As they turned up the trail, a view of the City of San Francisco appeared, framed through the branches of cypress trees. The setting sun shined at the edge of the Golden Gate Bridge.
“This Hare Krsna mantra is so easy to utter, that any man can utter. That we have experienced. Any part of the world, we chant Hare Krsna, and they can very easily imitate and chant. Even child, they also. So by chanting, he gradually becomes Krsna conscious. His heart becomes cleansed and he can understand what is science of Krsna, what is science of God. ”
They began winding back up the trail to the city.
Hawk said, “And what about these Hippies, Swamiji.”

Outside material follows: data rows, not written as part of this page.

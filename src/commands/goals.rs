// Copyright (c) 2025 Soumyadip Sarkar.
// All rights reserved.
//
// This source code is licensed under the license found in the
// LICENSE file in the root directory of this source tree.

use crate::config::get_currency_symbol;
use crate::engine::goal::{GoalAssessment, feedback};
use crate::session::Session;
use crate::utils::maybe_print_json;
use crate::validate;
use anyhow::Result;
use rusqlite::Connection;
use serde::Serialize;

#[derive(Serialize)]
struct GoalReport<'a> {
    name: &'a str,
    #[serde(flatten)]
    assessment: &'a GoalAssessment,
    tone: &'static str,
    color: &'static str,
    message: String,
}

pub fn handle(conn: &Connection, m: &clap::ArgMatches) -> Result<()> {
    let goal = validate::goal_input(
        m.get_one::<String>("name").unwrap(),
        m.get_one::<String>("amount").unwrap(),
        m.get_one::<String>("months").unwrap(),
    )?;
    let ccy = get_currency_symbol(conn)?;
    let assessment = Session::load(conn).evaluate_goal(&goal);
    let report = GoalReport {
        name: &goal.name,
        assessment: &assessment,
        tone: assessment.verdict.tone(),
        color: assessment.verdict.color(),
        message: feedback(&goal, &assessment, &ccy),
    };
    if !maybe_print_json(m.get_flag("json"), m.get_flag("jsonl"), &report)? {
        println!("{}", report.message);
    }
    Ok(())
}
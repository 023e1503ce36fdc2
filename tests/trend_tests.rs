// Copyright (c) 2025 Soumyadip Sarkar.
// All rights reserved.
//
// This source code is licensed under the license found in the
// LICENSE file in the root directory of this source tree.

use finpilot::engine::trend::{TrendDirection, forecast};
use finpilot::models::MonthlyBucket;
use rust_decimal::Decimal;

fn buckets(totals: &[i64]) -> Vec<MonthlyBucket> {
    totals
        .iter()
        .enumerate()
        .map(|(i, t)| MonthlyBucket {
            month: format!("2024-{:02}", i + 1),
            total: Decimal::from(*t),
        })
        .collect()
}

#[test]
fn needs_two_months() {
    assert!(forecast(&[]).is_none());
    assert!(forecast(&buckets(&[500])).is_none());
}

#[test]
fn two_points_extrapolate_line() {
    let f = forecast(&buckets(&[400, 300])).unwrap();
    assert_eq!(f.window.len(), 2);
    assert_eq!(f.last, Decimal::from(300));
    assert_eq!(f.predicted, Decimal::from(200));
    assert_eq!(f.direction, TrendDirection::StableOrLower);
}

#[test]
fn rising_expenses_predict_increase() {
    let f = forecast(&buckets(&[100, 200, 300])).unwrap();
    assert_eq!(f.predicted, Decimal::from(400));
    assert_eq!(f.direction, TrendDirection::Increase);
}

#[test]
fn only_last_three_months_are_used() {
    // the 5000 spike falls outside the window
    let f = forecast(&buckets(&[5000, 100, 200, 300])).unwrap();
    assert_eq!(f.window.len(), 3);
    assert_eq!(f.window[0].month, "2024-02");
    assert_eq!(f.predicted, Decimal::from(400));
}

#[test]
fn prediction_never_goes_negative() {
    let f = forecast(&buckets(&[300, 100])).unwrap();
    assert_eq!(f.predicted, Decimal::ZERO);
    assert_eq!(f.direction, TrendDirection::StableOrLower);
}

#[test]
fn flat_history_is_stable() {
    let f = forecast(&buckets(&[250, 250, 250])).unwrap();
    assert_eq!(f.predicted, Decimal::from(250));
    assert_eq!(f.direction, TrendDirection::StableOrLower);
}

#[test]
fn out_of_range_fit_repeats_last_month() {
    let huge: Decimal = "30000000000000000000000000000".parse().unwrap();
    let window: Vec<MonthlyBucket> = (1..=3)
        .map(|m| MonthlyBucket {
            month: format!("2024-{:02}", m),
            total: huge,
        })
        .collect();
    let f = forecast(&window).unwrap();
    assert_eq!(f.last, huge);
    assert_eq!(f.predicted, huge);
    assert_eq!(f.direction, TrendDirection::StableOrLower);
}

As they reached the entrance to the park, they came upon a group of flower children with hippie beads smoking marijuana with some bikers. The Swami flashed an engaging smile: “I have come to make all the hippies into happies,” he said as a Volkswagen minibus pulled up to the entrance of the park. It was Atmaram. “Do your best to remember Krishna and always chant the holy name,” said the Swami as he rounded the car. The door swung open and The VW took off.
Krishna John said, “Come on we have work to to.”
Back at the temple, it was time for action.
Here's the latest continuation of the science fiction time warp adventure story: Paradise Hotel by Michael Dolan
Mantra Rock at The Avalon Ball Room
Back at the temple, it was time for action.
The Digger’s Free Store was next door to the temple. It was run by a strange group called the Diggers, an offshoot of the San Francisco Mime Troupe. Emmett Grogan had been a jewel thief and and actor. The head of the local Diggers, he could have been a stunt double for Richard Burton. Charming and erudite with wavy hair and boyish good looks he wore a duffle coat and an engaging smile.
He greeted Krishna John as an old friend.
He greeted Krishna John as an old friend.
Schwartz Prabhu was there, dressed in a white dhoti, tennis shoes and a business shirt and tie.
“What’s up?” said Hawk.
“Hare Krishna,” said Schartz Prabhu. We gotta load these boxes on the truck. Help us out.”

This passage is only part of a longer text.